[Opening Supplied entries section]

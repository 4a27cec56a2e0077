// Copyright 2026 the garnet authors
//
// Licensed under the Apache License, Version 2.0 (the "License");
// you may not use this file except in compliance with the License.
// You may obtain a copy of the License at
//
//     http://www.apache.org/licenses/LICENSE-2.0
//
// Unless required by applicable law or agreed to in writing, software
// distributed under the License is distributed on an "AS IS" BASIS,
// WITHOUT WARRANTIES OR CONDITIONS OF ANY KIND, either express or implied.
// See the License for the specific language governing permissions and
// limitations under the License.

//! Device memory sub-allocation.

mod allocator;
mod pool;

pub use allocator::{AllocatorStats, BlockRequest, BlockUsage, DeviceMemoryAllocator, MemoryBlockRef};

[Closing Supplied entries section]

Retype exactly, and only, the lines that run from the one with "mod allocator;" through the final line of the entries.

mod allocator;
mod pool;

pub use allocator::{AllocatorStats, BlockRequest, BlockUsage, DeviceMemoryAllocator, MemoryBlockRef};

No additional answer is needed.